● Your goal
How many lines below contain the word "bool"? Give only the number.

Segment Start: Extracted material

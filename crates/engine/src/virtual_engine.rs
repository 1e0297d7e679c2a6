//! Virtual engine that records commands and lets tests drive completions.

use std::collections::VecDeque;

use parking_lot::Mutex;

use acheron_core::ids::{GroupSlot, SensorModuleId};
use acheron_core::params::SetfileWord;
use acheron_core::queue::{CompletionQueue, CompletionStatus, ShotCompletion};

use crate::{EngineCommands, EngineError, GroupTopology, OpenMargins, ShotRequest};

/// Recorded engine command, in issue order.
#[derive(Debug, Clone, PartialEq, Eq)]
pub enum EngineCmd {
    Open { module: u32 },
    Close,
    ApplySetfile { name: String },
    SetParam { group: GroupSlot, lo: u32, hi: u32, blocks: u32 },
    ApplyParam { group: GroupSlot, setfile: SetfileWord },
    ProcessOn { group: GroupSlot },
    ProcessOff { group: GroupSlot, force: bool },
    StreamOn,
    StreamOff,
    MapShot { group: GroupSlot, addr: u32, size: u32 },
    UnmapShot { group: GroupSlot },
    Shot { group: GroupSlot, frame: u64 },
}

#[derive(Default)]
struct VirtualState {
    log: Vec<EngineCmd>,
    pending: VecDeque<(GroupSlot, u64)>,
    busy_shots: u32,
    fail_set_param: bool,
    rejected_module: Option<u32>,
    stalled: [bool; 3],
    running: [bool; 3],
    group_ready: bool,
}

/// In-memory engine double for tests and examples.
///
/// Records every command, queues shots until the test injects their
/// completions, and can simulate busy/failed commands to exercise the
/// chain's error paths.
///
/// # Example
/// ```rust
/// use acheron_engine::prelude::*;
///
/// let completions = CompletionQueue::with_capacity(8);
/// let engine = VirtualEngine::new(completions.clone());
/// engine
///     .shot_nonblocking(ShotRequest {
///         group: GroupSlot::Bayer,
///         buffer_addr: 0x1000,
///         shot_addr: 0x2000,
///         frame: 1,
///         retry: 0,
///     })
///     .unwrap();
/// assert!(engine.complete_next());
/// assert_eq!(completions.pop().unwrap().frame, 1);
/// ```
pub struct VirtualEngine {
    completions: CompletionQueue,
    margins: OpenMargins,
    state: Mutex<VirtualState>,
}

impl VirtualEngine {
    pub fn new(completions: CompletionQueue) -> Self {
        Self {
            completions,
            margins: OpenMargins {
                left: 16,
                right: 16,
                top: 12,
                bottom: 12,
            },
            state: Mutex::new(VirtualState {
                group_ready: true,
                ..VirtualState::default()
            }),
        }
    }

    /// Override the margins reported by `open`.
    pub fn with_margins(mut self, margins: OpenMargins) -> Self {
        self.margins = margins;
        self
    }

    /// Clone of the command log in issue order.
    pub fn commands(&self) -> Vec<EngineCmd> {
        self.state.lock().log.clone()
    }

    /// Number of pending, uncompleted shots.
    pub fn pending_shots(&self) -> usize {
        self.state.lock().pending.len()
    }

    /// Complete the oldest pending shot successfully.
    pub fn complete_next(&self) -> bool {
        self.finish_next(CompletionStatus::Done)
    }

    /// Complete the oldest pending shot with an engine error status.
    pub fn fail_next(&self, status: u32) -> bool {
        self.finish_next(CompletionStatus::Error(status))
    }

    fn finish_next(&self, status: CompletionStatus) -> bool {
        let front = self.state.lock().pending.pop_front();
        let Some((group, frame)) = front else {
            return false;
        };
        tracing::trace!(%group, frame, "virtual engine completion");
        self.completions.push(ShotCompletion {
            group,
            frame,
            status,
        });
        true
    }

    /// Make the next `count` shot dispatches return [`EngineError::Busy`].
    pub fn inject_busy(&self, count: u32) {
        self.state.lock().busy_shots = count;
    }

    /// Make the next `set_param` fail permanently.
    pub fn fail_next_set_param(&self) {
        self.state.lock().fail_set_param = true;
    }

    /// Reject a specific sensor module at `open`.
    pub fn reject_module(&self, module: u32) {
        self.state.lock().rejected_module = Some(module);
    }

    /// Keep the group's processing flag stuck, so `poll_process_stopped`
    /// never reports a stop.
    pub fn stall_group(&self, group: GroupSlot) {
        self.state.lock().stalled[group.index()] = true;
    }

    /// Control whether groups report stream readiness.
    pub fn set_group_ready(&self, ready: bool) {
        self.state.lock().group_ready = ready;
    }
}

impl EngineCommands for VirtualEngine {
    fn open(
        &self,
        module: SensorModuleId,
        _topology: GroupTopology,
    ) -> Result<OpenMargins, EngineError> {
        let mut state = self.state.lock();
        if state.rejected_module == Some(module.0) {
            return Err(EngineError::InvalidModule(module.0));
        }
        state.log.push(EngineCmd::Open { module: module.0 });
        Ok(self.margins)
    }

    fn close(&self) -> Result<(), EngineError> {
        self.state.lock().log.push(EngineCmd::Close);
        Ok(())
    }

    fn apply_setfile(&self, _addr: u32, name: &str) -> Result<(), EngineError> {
        self.state.lock().log.push(EngineCmd::ApplySetfile {
            name: name.to_string(),
        });
        Ok(())
    }

    fn set_param(
        &self,
        group: GroupSlot,
        lo: u32,
        hi: u32,
        blocks: u32,
    ) -> Result<(), EngineError> {
        let mut state = self.state.lock();
        if state.fail_set_param {
            state.fail_set_param = false;
            return Err(EngineError::CommandFailed {
                cmd: "set_param",
                status: -22,
            });
        }
        state.log.push(EngineCmd::SetParam {
            group,
            lo,
            hi,
            blocks,
        });
        Ok(())
    }

    fn apply_param(&self, group: GroupSlot, setfile: SetfileWord) -> Result<(), EngineError> {
        self.state
            .lock()
            .log
            .push(EngineCmd::ApplyParam { group, setfile });
        Ok(())
    }

    fn process_on(&self, group: GroupSlot) -> Result<(), EngineError> {
        let mut state = self.state.lock();
        state.running[group.index()] = true;
        state.log.push(EngineCmd::ProcessOn { group });
        Ok(())
    }

    fn process_off(&self, group: GroupSlot, force: bool) -> Result<(), EngineError> {
        let mut state = self.state.lock();
        if !state.stalled[group.index()] {
            state.running[group.index()] = false;
        }
        state.log.push(EngineCmd::ProcessOff { group, force });
        Ok(())
    }

    fn poll_process_stopped(&self, group: GroupSlot) -> bool {
        !self.state.lock().running[group.index()]
    }

    fn stream_on(&self) -> Result<(), EngineError> {
        self.state.lock().log.push(EngineCmd::StreamOn);
        Ok(())
    }

    fn stream_off(&self) -> Result<(), EngineError> {
        self.state.lock().log.push(EngineCmd::StreamOff);
        Ok(())
    }

    fn poll_group_ready(&self, _group: GroupSlot) -> bool {
        self.state.lock().group_ready
    }

    fn map_shot(&self, group: GroupSlot, addr: u32, size: u32) -> Result<(), EngineError> {
        self.state
            .lock()
            .log
            .push(EngineCmd::MapShot { group, addr, size });
        Ok(())
    }

    fn unmap_shot(&self, group: GroupSlot) -> Result<(), EngineError> {
        self.state.lock().log.push(EngineCmd::UnmapShot { group });
        Ok(())
    }

    fn shot_nonblocking(&self, shot: ShotRequest) -> Result<(), EngineError> {
        let mut state = self.state.lock();
        if state.busy_shots > 0 {
            state.busy_shots -= 1;
            return Err(EngineError::Busy);
        }
        state.log.push(EngineCmd::Shot {
            group: shot.group,
            frame: shot.frame,
        });
        state.pending.push_back((shot.group, shot.frame));
        Ok(())
    }
}

#[cfg(test)]
mod tests {
    use super::*;

    fn shot(group: GroupSlot, frame: u64) -> ShotRequest {
        ShotRequest {
            group,
            buffer_addr: 0x1000,
            shot_addr: 0x2000,
            frame,
            retry: 0,
        }
    }

    #[test]
    fn completions_preserve_shot_order() {
        let completions = CompletionQueue::with_capacity(4);
        let engine = VirtualEngine::new(completions.clone());
        engine.shot_nonblocking(shot(GroupSlot::Bayer, 1)).unwrap();
        engine.shot_nonblocking(shot(GroupSlot::Isp, 1)).unwrap();
        assert!(engine.complete_next());
        assert!(engine.complete_next());
        assert_eq!(completions.pop().unwrap().group, GroupSlot::Bayer);
        assert_eq!(completions.pop().unwrap().group, GroupSlot::Isp);
    }

    #[test]
    fn busy_injection_is_consumed() {
        let engine = VirtualEngine::new(CompletionQueue::with_capacity(1));
        engine.inject_busy(1);
        assert_eq!(
            engine.shot_nonblocking(shot(GroupSlot::Bayer, 1)),
            Err(EngineError::Busy)
        );
        assert!(engine.shot_nonblocking(shot(GroupSlot::Bayer, 1)).is_ok());
    }

    #[test]
    fn stalled_group_never_reports_stop() {
        let engine = VirtualEngine::new(CompletionQueue::with_capacity(1));
        engine.process_on(GroupSlot::Isp).unwrap();
        engine.stall_group(GroupSlot::Isp);
        engine.process_off(GroupSlot::Isp, false).unwrap();
        assert!(!engine.poll_process_stopped(GroupSlot::Isp));
    }
}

Segment End: Extracted material

● Solution for this problem
12